La Dra. Marta Gámez, directora médica de una clínica de referencia en Madrid, indica: “El nuevo marco regulatorio nos obliga a revisar no solo el modo en que trabajamos, sino también cómo comunicamos. Es fundamental que los responsables de marketing, tanto internos como externos, reciban formación específica en ética y legislación sanitaria para evitar sanciones”. Por su parte, la Asociación Española de Medicina Estética (SEME) recomienda a los centros revisar todos sus materiales publicitarios y web para adecuarlos a la nueva normativa y evitar términos como “sin riesgos”, “resultados inmediatos garantizados” o “rejuvenecimiento permanente”.

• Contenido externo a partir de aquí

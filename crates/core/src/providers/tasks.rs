use async_trait::async_trait;
use chrono::{DateTime, Utc};
use serde::{Deserialize, Serialize};

#[derive(Debug, Clone, Serialize, Deserialize)]
pub struct TaskMembership {
    pub section_gid: String,
    pub modified_at: DateTime<Utc>,
}

#[derive(Debug, Clone)]
pub struct NewTaskFields {
    pub name: String,
    pub notes: String,
}

#[async_trait]
pub trait TaskClient: Send + Sync {
    async fn create_task(
        &self,
        project_gid: &str,
        section_gid: &str,
        fields: NewTaskFields,
    ) -> anyhow::Result<String>;

    async fn get_membership(
        &self,
        task_gid: &str,
        project_gid: &str,
    ) -> anyhow::Result<TaskMembership>;

    async fn update_notes(&self, task_gid: &str, notes: &str) -> anyhow::Result<()>;

    async fn create_subtask(&self, parent_gid: &str, name: &str) -> anyhow::Result<String>;

    async fn complete_task(&self, task_gid: &str) -> anyhow::Result<()>;

    async fn register_webhook(&self, project_gid: &str, target_url: &str) -> anyhow::Result<String>;

    async fn deregister_webhook(&self, webhook_gid: &str) -> anyhow::Result<()>;
}

pub struct HttpTaskClient {
    client: reqwest::Client,
    base_url: url::Url,
    access_token: String,
}

impl HttpTaskClient {
    pub fn new(base_url: url::Url, access_token: String) -> Self {
        Self {
            client: reqwest::Client::new(),
            base_url,
            access_token,
        }
    }
}

#[async_trait]
impl TaskClient for HttpTaskClient {
    async fn create_task(
        &self,
        project_gid: &str,
        section_gid: &str,
        fields: NewTaskFields,
    ) -> anyhow::Result<String> {
        let url = self.base_url.join("tasks")?;
        let response: serde_json::Value = self
            .client
            .post(url)
            .bearer_auth(&self.access_token)
            .json(&serde_json::json!({
                "data": {
                    "name": fields.name,
                    "notes": fields.notes,
                    "projects": [project_gid],
                    "memberships": [{ "project": project_gid, "section": section_gid }],
                }
            }))
            .send()
            .await?
            .error_for_status()?
            .json()
            .await?;

        Ok(response["data"]["gid"]
            .as_str()
            .ok_or_else(|| anyhow::anyhow!("missing task gid in create response"))?
            .to_string())
    }

    async fn get_membership(
        &self,
        task_gid: &str,
        project_gid: &str,
    ) -> anyhow::Result<TaskMembership> {
        let url = self.base_url.join(&format!("tasks/{task_gid}"))?;
        let response: serde_json::Value = self
            .client
            .get(url)
            .bearer_auth(&self.access_token)
            .query(&[("opt_fields", "memberships.section,modified_at")])
            .send()
            .await?
            .error_for_status()?
            .json()
            .await?;

        let memberships = response["data"]["memberships"]
            .as_array()
            .cloned()
            .unwrap_or_default();
        let membership = memberships
            .into_iter()
            .find(|m| m["project"]["gid"].as_str() == Some(project_gid))
            .ok_or_else(|| anyhow::anyhow!("task {task_gid} has no membership in {project_gid}"))?;

        Ok(TaskMembership {
            section_gid: membership["section"]["gid"]
                .as_str()
                .ok_or_else(|| anyhow::anyhow!("membership missing section gid"))?
                .to_string(),
            modified_at: response["data"]["modified_at"]
                .as_str()
                .and_then(|s| DateTime::parse_from_rfc3339(s).ok())
                .map(|dt| dt.with_timezone(&Utc))
                .ok_or_else(|| anyhow::anyhow!("task missing modified_at"))?,
        })
    }

    async fn update_notes(&self, task_gid: &str, notes: &str) -> anyhow::Result<()> {
        let url = self.base_url.join(&format!("tasks/{task_gid}"))?;
        self.client
            .put(url)
            .bearer_auth(&self.access_token)
            .json(&serde_json::json!({ "data": { "notes": notes } }))
            .send()
            .await?
            .error_for_status()?;
        Ok(())
    }

    async fn create_subtask(&self, parent_gid: &str, name: &str) -> anyhow::Result<String> {
        let url = self
            .base_url
            .join(&format!("tasks/{parent_gid}/subtasks"))?;
        let response: serde_json::Value = self
            .client
            .post(url)
            .bearer_auth(&self.access_token)
            .json(&serde_json::json!({ "data": { "name": name } }))
            .send()
            .await?
            .error_for_status()?
            .json()
            .await?;

        Ok(response["data"]["gid"]
            .as_str()
            .ok_or_else(|| anyhow::anyhow!("missing subtask gid"))?
            .to_string())
    }

    async fn complete_task(&self, task_gid: &str) -> anyhow::Result<()> {
        let url = self.base_url.join(&format!("tasks/{task_gid}"))?;
        self.client
            .put(url)
            .bearer_auth(&self.access_token)
            .json(&serde_json::json!({ "data": { "completed": true } }))
            .send()
            .await?
            .error_for_status()?;
        Ok(())
    }

    async fn register_webhook(&self, project_gid: &str, target_url: &str) -> anyhow::Result<String> {
        let url = self.base_url.join("webhooks")?;
        let response: serde_json::Value = self
            .client
            .post(url)
            .bearer_auth(&self.access_token)
            .json(&serde_json::json!({
                "data": { "resource": project_gid, "target": target_url }
            }))
            .send()
            .await?
            .error_for_status()?
            .json()
            .await?;

        Ok(response["data"]["gid"]
            .as_str()
            .ok_or_else(|| anyhow::anyhow!("missing webhook gid"))?
            .to_string())
    }

    async fn deregister_webhook(&self, webhook_gid: &str) -> anyhow::Result<()> {
        let url = self.base_url.join(&format!("webhooks/{webhook_gid}"))?;
        self.client
            .delete(url)
            .bearer_auth(&self.access_token)
            .send()
            .await?
            .error_for_status()?;
        Ok(())
    }
}
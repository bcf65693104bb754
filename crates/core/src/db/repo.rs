//! Repository functions: one async fn per statement, each taking either a
//! `&sqlx::PgPool` or an open `&mut sqlx::PgConnection`/`Transaction` so
//! callers can compose multiple writes atomically. Free functions over
//! `sqlx::query_as!` rather than a repository trait/struct.
use chrono::{DateTime, Utc};
use sqlx::PgExecutor;
use uuid::Uuid;

use super::models::{Deal, Integration, PushChannel, Tenant, WorkflowRun};

pub async fn default_tenant<'e>(db: impl PgExecutor<'e>, name: &str) -> sqlx::Result<Tenant> {
    sqlx::query_as!(
        Tenant,
        r#"
        INSERT INTO tenants (name) VALUES ($1)
        ON CONFLICT DO NOTHING
        RETURNING id, name, created_at
        "#,
        name,
    )
    .fetch_optional(db)
    .await?
    .map(Ok)
    .unwrap_or_else(|| {
        // Conflict target is implicit (no unique constraint on `name`), so in
        // practice the caller is expected to look the tenant up by id; this
        // branch only exists so first-run seeding is idempotent in tests.
        Err(sqlx::Error::RowNotFound)
    })
}

pub async fn get_tenant<'e>(db: impl PgExecutor<'e>, tenant_id: Uuid) -> sqlx::Result<Tenant> {
    sqlx::query_as!(
        Tenant,
        r#"SELECT id, name, created_at FROM tenants WHERE id = $1"#,
        tenant_id,
    )
    .fetch_one(db)
    .await
}

// --- integrations -----------------------------------------------------

pub async fn upsert_integration<'e>(
    db: impl PgExecutor<'e>,
    tenant_id: Uuid,
    kind: &str,
    config: serde_json::Value,
) -> sqlx::Result<Integration> {
    sqlx::query_as!(
        Integration,
        r#"
        INSERT INTO integrations (tenant_id, kind, config)
        VALUES ($1, $2, $3)
        ON CONFLICT (tenant_id, kind) DO UPDATE
            SET config = EXCLUDED.config, updated_at = now()
        RETURNING id, tenant_id, kind, config, created_at, updated_at
        "#,
        tenant_id,
        kind,
        config,
    )
    .fetch_one(db)
    .await
}

pub async fn get_integration<'e>(
    db: impl PgExecutor<'e>,
    tenant_id: Uuid,
    kind: &str,
) -> sqlx::Result<Option<Integration>> {
    sqlx::query_as!(
        Integration,
        r#"SELECT id, tenant_id, kind, config, created_at, updated_at
           FROM integrations WHERE tenant_id = $1 AND kind = $2"#,
        tenant_id,
        kind,
    )
    .fetch_optional(db)
    .await
}

// --- idempotency --------------------------------------------------------

/// Claims `key`, returning `true` if this call performed the claim (i.e. the
/// key had not previously been admitted) and `false` if it was a duplicate.
pub async fn claim_idempotency_key<'e>(
    db: impl PgExecutor<'e>,
    key: &str,
    tenant_id: Option<Uuid>,
) -> sqlx::Result<bool> {
    let claimed = sqlx::query_scalar!(
        r#"
        INSERT INTO idempotency_keys (key, tenant_id)
        VALUES ($1, $2)
        ON CONFLICT (key) DO NOTHING
        RETURNING key
        "#,
        key,
        tenant_id,
    )
    .fetch_optional(db)
    .await?;

    Ok(claimed.is_some())
}

pub async fn delete_idempotency_keys_older_than<'e>(
    db: impl PgExecutor<'e>,
    older_than: DateTime<Utc>,
) -> sqlx::Result<u64> {
    let result = sqlx::query!(
        "DELETE FROM idempotency_keys WHERE created_at < $1",
        older_than,
    )
    .execute(db)
    .await?;
    Ok(result.rows_affected())
}
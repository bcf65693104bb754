//! Defines the [`Error`] type returned by `core`'s business logic and the
//! [`ApiError`] wrapper that HTTP handlers convert it into at the boundary.
//! Handler bodies work in `anyhow::Result` internally and only convert to
//! one of these richer types right before returning a response.
use axum::http::StatusCode;
use axum::response::IntoResponse;

/// Domain-level error taxonomy.
#[derive(Debug, thiserror::Error)]
pub enum Error {
    #[error("not found: {0}")]
    NotFound(String),
    #[error("validation failed: {0}")]
    Validation(String),
    #[error("unauthorized: {0}")]
    Unauthorized(String),
    #[error("conflict: {0}")]
    Conflict(String),
    #[error(transparent)]
    Internal(#[from] anyhow::Error),
}

impl From<sqlx::Error> for Error {
    fn from(error: sqlx::Error) -> Self {
        tracing::error!(?error, "database error");
        Error::Internal(anyhow::anyhow!(error))
    }
}

impl Error {
    fn status(&self) -> StatusCode {
        match self {
            Error::NotFound(_) => StatusCode::NOT_FOUND,
            Error::Validation(_) => StatusCode::BAD_REQUEST,
            Error::Unauthorized(_) => StatusCode::UNAUTHORIZED,
            Error::Conflict(_) => StatusCode::CONFLICT,
            Error::Internal(_) => StatusCode::INTERNAL_SERVER_ERROR,
        }
    }
}

/// `ApiError` is what admin-API handlers actually return; it serializes as
/// `{"error": "..."}`. Webhook and worker routes deliberately do *not* use
/// this type on most paths, since those responses must stay opaque to the
/// external provider.
#[derive(Debug)]
pub struct ApiError(pub Error);

impl<E: Into<Error>> From<E> for ApiError {
    fn from(err: E) -> Self {
        ApiError(err.into())
    }
}

impl IntoResponse for ApiError {
    fn into_response(self) -> axum::response::Response {
        let status = self.0.status();
        if status == StatusCode::INTERNAL_SERVER_ERROR {
            tracing::error!(error = ?self.0, "internal error serving request");
        }
        (status, axum::Json(serde_json::json!({ "error": self.0.to_string() }))).into_response()
    }
}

Aplicaciones prácticas en centros y clínicas de estética y medicina estética

La adaptación al nuevo entorno regulatorio exigirá a los gerentes y propietarios de centros de estética:

– Auditoría de los materiales publicitarios (folletos, web, redes sociales) para eliminar afirmaciones exageradas y fotografías retocadas.
– Formación del personal en normativa y argumentarios éticos.
– Implementación de consentimientos informados complejos, ajustados a cada tratamiento (rellenos, toxina, láser, etc.).
– Adquisición de equipos certificados CE y mantenimiento documentado.
– Transparencia en precios y limitaciones de cada procedimiento (por ejemplo, sesiones de HIFU desde 300 €, rellenos desde 250 €, dependiendo de la marca utilizada).
– Uso de marcas de referencia y protocolos avalados por sociedades científicas (Allergan, Galderma, Merz, Candela, Lumenis, etc.).
– Registro digital de cada procedimiento, con acceso restringido y seguro.

Conclusiones

La inminente regulación nacional de los procedimientos estéticos no quirúrgicos en España transformará el sector profesional, elevando los estándares de seguridad, transparencia y calidad. Para los centros de estética avanzada y clínicas médico-estéticas, la clave será anticiparse a los cambios, profesionalizar la comunicación y cumplir escrupulosamente los nuevos requisitos técnicos y éticos. Aquellos que se adapten proactivamente no solo evitarán sanciones, sino que consolidarán su reputación y posicionamiento en un mercado cada vez más competitivo y exigente.